ガイドコメント
デビュー作からわずか8ヵ月後に発表された2nd。のちに彼とともに有名になるEストリート・バンドのメンバーが参加、ロックンロール/ソウル・フレイバーが盛り込まれた1枚。
収録曲
01THE E STREET SHUFFLE
スプリングスティーンとバンドの代名詞のような曲。ホーン・セクションをフィーチャーしたラテン・ファンク調のリズムに乗って、夏の夜の街路を徘徊する若者たちのさまざまな生態が歌われる。パーカッションが炸裂する終盤のラテン・ロック・サウンドも効果的。
024TH OF JULY, ASBURY PARK (SANDY)
独立記念日の夜の街を背景にしたロマンティックなラブ・バラード。アコーディオンをフィーチャーしたエキゾチックなサウンドをバックに、スプリングスティーンが情感を抑えた囁くような歌声を披露している。巧みにコントロールされた歌と演奏が素晴らしい。
03KITTY'S BACK
地元のマドンナ、キティの不在と帰還を描いた曲。すすり泣くようなリード・ギターで幕を開け、都会の男と一緒に出て行ってしまったキティの不在を嘆き悲しむブルージィな曲調が大半を占めているが、終盤には彼女の帰還を祝う陽気な大騒ぎも楽しめる。
04WILD BILLY'S CIRCUS STORY
サーカス・タウンの情景を描いたバラード。アコーディオン、チューバ、マンドリンを配したアンプラグドな演奏をバックに、火喰い男、剣呑み男、怪力男、小人、人間砲弾など、賑やかな顔ぶれが登場する。だが、スプリングスティーンの歌声は寂しげに響く。
05INCIDENT ON 57TH STREET
スパニッシュ・ジョニーとプエルトリカン・ジェーンとの一夜のロマンスを描いたバラード。都会の夜を彩る煌めくネオンのような演奏をバックに、今夜だけの刹那的な恋が歌われる。登場人物の生態や背景を描いた歌詞の細部のリアルなタッチが光る名曲。

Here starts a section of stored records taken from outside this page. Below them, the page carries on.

use std::{fmt, rc::Rc};

use crate::{
    access::RegisterAccess,
    error::{ModelError, RangeError},
    model::{AddrRepr, RegisterDescriptor, ADDR_BITS},
    num_field::{DisplayBase, NumField, Step},
    value::{FieldModel, REGISTER_BIT_WIDTH},
};
use log::debug;

/// Value of a register together with the values of its bit-fields
///
/// Every completed update leaves each field equal to the bits it covers in the register value.
/// Updates flow one way per call: a register update is pushed down into all fields and a field
/// update is merged into the register with a read-modify-write.
///
/// With auto-write enabled, each completed update emits exactly one write request of the full
/// register value to the connected [`RegisterAccess`].
pub struct RegisterModel {
    descriptor: RegisterDescriptor,
    address: AddrRepr,
    value: NumField,
    fields: Vec<FieldModel>,
    auto_write: bool,
    access: Option<Rc<dyn RegisterAccess>>,
}

impl RegisterModel {
    /// Build the model of `descriptor` for a peripheral at `base`
    ///
    /// # Errors
    ///
    /// * A field does not fit in [`REGISTER_BIT_WIDTH`] bits
    /// * The absolute address of the register does not fit in the address space
    pub fn new(descriptor: &RegisterDescriptor, base: u64) -> Result<Self, ModelError> {
        let address = AddrRepr::from_base_offset(base, descriptor.address_offset, ADDR_BITS)
            .map_err(|e| e.with_id(descriptor.name.clone()))?;

        if let Some(field) = descriptor
            .fields
            .iter()
            .find(|f| f.bit_range.msb() >= REGISTER_BIT_WIDTH)
        {
            return Err(ModelError::FieldOutOfRegister {
                reg: descriptor.name.clone(),
                field: field.name.clone(),
                bits: field.bit_range.to_string(),
                width: REGISTER_BIT_WIDTH,
            });
        }

        let fields = descriptor
            .fields
            .iter()
            .cloned()
            .map(FieldModel::new)
            .collect();

        Ok(Self {
            descriptor: descriptor.clone(),
            address,
            value: NumField::new(REGISTER_BIT_WIDTH),
            fields,
            auto_write: false,
            access: None,
        })
    }

    pub fn name(&self) -> &str {
        &self.descriptor.name
    }

    pub fn descriptor(&self) -> &RegisterDescriptor {
        &self.descriptor
    }

    /// Absolute address of the register
    pub fn address(&self) -> u64 {
        self.address.full()
    }

    /// Address of the register, split into the components it was declared with
    pub fn addr_repr(&self) -> &AddrRepr {
        &self.address
    }

    pub fn get_value(&self) -> u64 {
        self.value.get()
    }

    pub fn num(&self) -> &NumField {
        &self.value
    }

    pub fn text(&self) -> String {
        self.value.text()
    }

    pub fn fields(&self) -> &[FieldModel] {
        &self.fields
    }

    pub fn field(&self, name: &str) -> Option<&FieldModel> {
        self.fields.iter().find(|f| f.name() == name)
    }

    pub fn get_field_value(&self, name: &str) -> Result<u64, ModelError> {
        Ok(self.fields[self.field_index(name)?].get())
    }

    /// Change the display base of the register value and of every field
    pub fn set_display_base(&mut self, base: DisplayBase) {
        self.value.set_display_base(base);
        for field in &mut self.fields {
            field.set_display_base(base);
        }
    }

    pub fn auto_write(&self) -> bool {
        self.auto_write
    }

    pub fn set_auto_write(&mut self, enable: bool) {
        self.auto_write = enable;
    }

    /// Attach the service that performs read and write requests
    pub fn connect(&mut self, access: Rc<dyn RegisterAccess>) {
        self.access = Some(access);
    }

    /// Set the register value and push it down into every field
    ///
    /// # Errors
    ///
    /// `value` does not fit in the register. Nothing is changed and nothing is written.
    pub fn set_value(&mut self, value: u64) -> Result<(), RangeError> {
        self.value.set_value(value)?;
        self.store(value);
        Ok(())
    }

    /// Parse `raw` in the display base of the register and set the result
    pub fn set_text(&mut self, raw: &str) -> Result<u64, ModelError> {
        let value = self.value.parse_text(raw)?;
        self.set_value(value)?;
        Ok(value)
    }

    /// Increment or decrement the register value, saturating at both ends
    ///
    /// Returns whether the value changed. Nothing is written when it did not.
    pub fn step(&mut self, step: Step) -> bool {
        match self.value.stepped(step) {
            Some(value) => {
                self.store(value);
                true
            }
            None => false,
        }
    }

    /// Set the value of the field `name` and merge it into the register
    ///
    /// # Errors
    ///
    /// * There is no field called `name`
    /// * `value` does not fit in the field. Nothing is changed and nothing is written.
    pub fn set_field_value(&mut self, name: &str, value: u64) -> Result<(), ModelError> {
        let idx = self.field_index(name)?;
        self.set_field_value_at(idx, value)
    }

    /// Parse `raw` in the display base of the field `name` and set the result
    pub fn set_field_text(&mut self, name: &str, raw: &str) -> Result<u64, ModelError> {
        let idx = self.field_index(name)?;
        let value = self.fields[idx].num().parse_text(raw)?;
        self.set_field_value_at(idx, value)?;
        Ok(value)
    }

    /// Set a field to one of its enumerated values, by position in the declaration
    pub fn select_field_enum(&mut self, name: &str, index: usize) -> Result<(), ModelError> {
        let idx = self.field_index(name)?;
        let value = self.fields[idx].enum_value(index)?;
        self.set_field_value_at(idx, value)?;
        // Several names may share one value
        self.fields[idx].select_enum(index)
    }

    /// Set a field from a toggle, `true` meaning 1
    pub fn set_field_flag(&mut self, name: &str, on: bool) -> Result<(), ModelError> {
        self.set_field_value(name, u64::from(on))
    }

    /// Increment or decrement the field `name`, saturating at both ends of its range
    pub fn step_field(&mut self, name: &str, step: Step) -> Result<bool, ModelError> {
        let idx = self.field_index(name)?;
        match self.fields[idx].num().stepped(step) {
            Some(value) => {
                self.set_field_value_at(idx, value)?;
                Ok(true)
            }
            None => Ok(false),
        }
    }

    /// Request the full register value to be written
    ///
    /// # Errors
    ///
    /// * The register is not software writable
    /// * No [`RegisterAccess`] is connected
    pub fn write(&self) -> Result<(), ModelError> {
        if !self.descriptor.access.is_write() {
            return Err(ModelError::NotWritable(self.descriptor.name.clone()));
        }
        let access = self.connected()?;
        access.request_write(self.address(), self.get_value());
        Ok(())
    }

    /// Request the current value of the register
    ///
    /// The result is expected back through [`RegisterModel::set_value`].
    pub fn request_read(&self) -> Result<(), ModelError> {
        if !self.descriptor.access.is_read() {
            return Err(ModelError::NotReadable(self.descriptor.name.clone()));
        }
        let access = self.connected()?;
        access.request_read(self.address());
        Ok(())
    }

    /// Whether every field equals the bits it covers in the register value
    pub fn is_consistent(&self) -> bool {
        let reg = self.get_value();
        self.fields
            .iter()
            .all(|f| f.get() == f.bit_range().extract(reg))
    }

    fn field_index(&self, name: &str) -> Result<usize, ModelError> {
        self.fields
            .iter()
            .position(|f| f.name() == name)
            .ok_or_else(|| ModelError::UnknownField {
                reg: self.descriptor.name.clone(),
                field: name.to_owned(),
            })
    }

    fn connected(&self) -> Result<&Rc<dyn RegisterAccess>, ModelError> {
        self.access
            .as_ref()
            .ok_or_else(|| ModelError::NotConnected(self.descriptor.name.clone()))
    }

    /// `value` must fit in the register
    fn store(&mut self, value: u64) {
        self.value.set_masked(value);
        for field in &mut self.fields {
            field.derive_from(value);
        }
        debug_assert!(self.is_consistent());
        self.write_if_auto();
    }

    fn set_field_value_at(&mut self, idx: usize, value: u64) -> Result<(), ModelError> {
        // Range check on the field comes first so that a rejected value changes nothing
        self.fields[idx].set_value(value)?;
        let range = self.fields[idx].bit_range();
        let reg = range.deposit(self.get_value(), value);
        self.value.set_masked(reg);

        // Fields that share no bits with the edited one cannot have changed
        for (i, sibling) in self.fields.iter_mut().enumerate() {
            if i != idx && sibling.bit_range().overlaps(&range) {
                sibling.derive_from(reg);
            }
        }
        debug_assert!(self.is_consistent());
        self.write_if_auto();
        Ok(())
    }

    fn write_if_auto(&self) {
        if !self.auto_write {
            return;
        }
        if !self.descriptor.access.is_write() {
            debug!(
                "auto-write skipped: register {} is {}",
                self.descriptor.name, self.descriptor.access
            );
            return;
        }
        match &self.access {
            Some(access) => access.request_write(self.address(), self.get_value()),
            None => debug!(
                "auto-write skipped: register {} is not connected",
                self.descriptor.name
            ),
        }
    }
}
//! Encodes information about memory mapped peripherals, their registers and bit-fields, as read
//! from CMSIS-SVD or JSON descriptors.

mod addr;
mod descriptor;

// Anything that's part of the public API of descriptor is also part of the public API of model
pub use addr::{AddrRepr, MakeAddrError, ADDR_BITS};
pub use descriptor::*;
//! Methods for reading files

use std::{io, path};

use fs_err as fs;

/// Returns contents of the file at `path`
///
/// The error message names the offending path.
pub(crate) fn read_file(path: &path::Path) -> io::Result<String> {
    fs::read_to_string(path)
}
//! Sky Runner entry point
//!
//! Headless demo driver: runs the simulation at 60 Hz with logging
//! collaborators and a small auto-player standing in for tap input. The
//! real presentation layer plugs in through the same `Renderer`/`Sound`
//! traits this binary wires up.

use std::time::{Duration, Instant, SystemTime, UNIX_EPOCH};

use sky_runner::audio::LogSound;
use sky_runner::consts::*;
use sky_runner::highscore::JsonScoreStore;
use sky_runner::render::NullRenderer;
use sky_runner::settings::SETTINGS_FILE;
use sky_runner::sim::{JumpState, RunState};
use sky_runner::{Command, Game, Settings};

/// Frames the demo simulates before exiting
const DEMO_FRAMES: u64 = 3600;
/// How many runs the auto-player gets
const DEMO_RUNS: u32 = 3;
/// The auto-player jumps when an obstacle is this close (px)
const REACTION_DISTANCE: f32 = 220.0;

fn now_ms() -> f64 {
    SystemTime::now()
        .duration_since(UNIX_EPOCH)
        .map(|d| d.as_secs_f64() * 1000.0)
        .unwrap_or(0.0)
}

/// Jump when the nearest obstacle closes within reaction range
///
/// The demo-mode stand-in for a human: it only reads state and enqueues
/// the same discrete commands a tap would.
fn auto_player(game: &Game<NullRenderer, LogSound, JsonScoreStore>) -> Option<Command> {
    let state = game.state();
    if state.player.jump != JumpState::Grounded {
        return None;
    }
    let player_x = state.player.pos.x;
    let incoming = state
        .obstacles
        .iter()
        .filter(|o| o.pos.x + o.size.x > player_x)
        .map(|o| o.pos.x - player_x)
        .fold(f32::INFINITY, f32::min);

    (incoming < REACTION_DISTANCE).then(|| Command::Jump { at_ms: now_ms() })
}

fn main() {
    env_logger::init();

    let seed = SystemTime::now()
        .duration_since(UNIX_EPOCH)
        .map(|d| d.as_millis() as u64)
        .unwrap_or(0);
    log::info!("Sky Runner demo starting (seed {seed})");

    let dir = std::env::current_dir().unwrap_or_default();
    let settings_path = dir.join(SETTINGS_FILE);
    let settings = Settings::load(&settings_path);
    let store = JsonScoreStore::open(dir);
    let mut game = Game::new(seed, NullRenderer, LogSound::default(), store, settings);

    let frame_budget = Duration::from_secs_f64(1.0 / 60.0);
    let mut runs_left = DEMO_RUNS;
    let mut best_this_session = 0u32;

    game.handle(Command::Start);
    for _ in 0..DEMO_FRAMES {
        let frame_start = Instant::now();

        if let Some(command) = auto_player(&game) {
            game.handle(command);
        }

        match game.frame() {
            RunState::Running | RunState::Idle => {}
            RunState::GameOver => {
                best_this_session = best_this_session.max(game.state().score);
                runs_left -= 1;
                if runs_left == 0 {
                    break;
                }
                game.handle(Command::Restart);
            }
        }

        if let Some(remaining) = frame_budget.checked_sub(frame_start.elapsed()) {
            std::thread::sleep(remaining);
        }
    }

    game.settings().save(&settings_path);

    best_this_session = best_this_session.max(game.state().score);
    println!("Demo over.");
    println!("  best score this session: {best_this_session}");
    println!("  all-time high score:     {}", game.high_score());
    println!(
        "  (reaction distance {REACTION_DISTANCE} px, obstacle speed {OBSTACLE_SPEED} px/frame)"
    );
}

06ROSALITA (COME OUT TONIGHT)
快調に疾走するスプリングスティーン流ロックンロール・チューン。ガールフレンドの両親に理解してもらえないロック・ミュージシャンの熱い恋心が炸裂する。自伝的なエピソードもはさみながら、若い男の子たちの普遍的な心情を歌った初期の名曲のひとつ。
07NEW YORK CITY SERENADE
ニューヨークの街を舞台にしたドラマティックなバラード。ピアノとストリングスをフィーチャーした演奏をバックに、NYのストリート・ガールに恋をした男の物語が歌われる。中盤に挿入されるゴスペル・クワイアのパートも効果的。終盤の抒情的な展開も素晴らしい。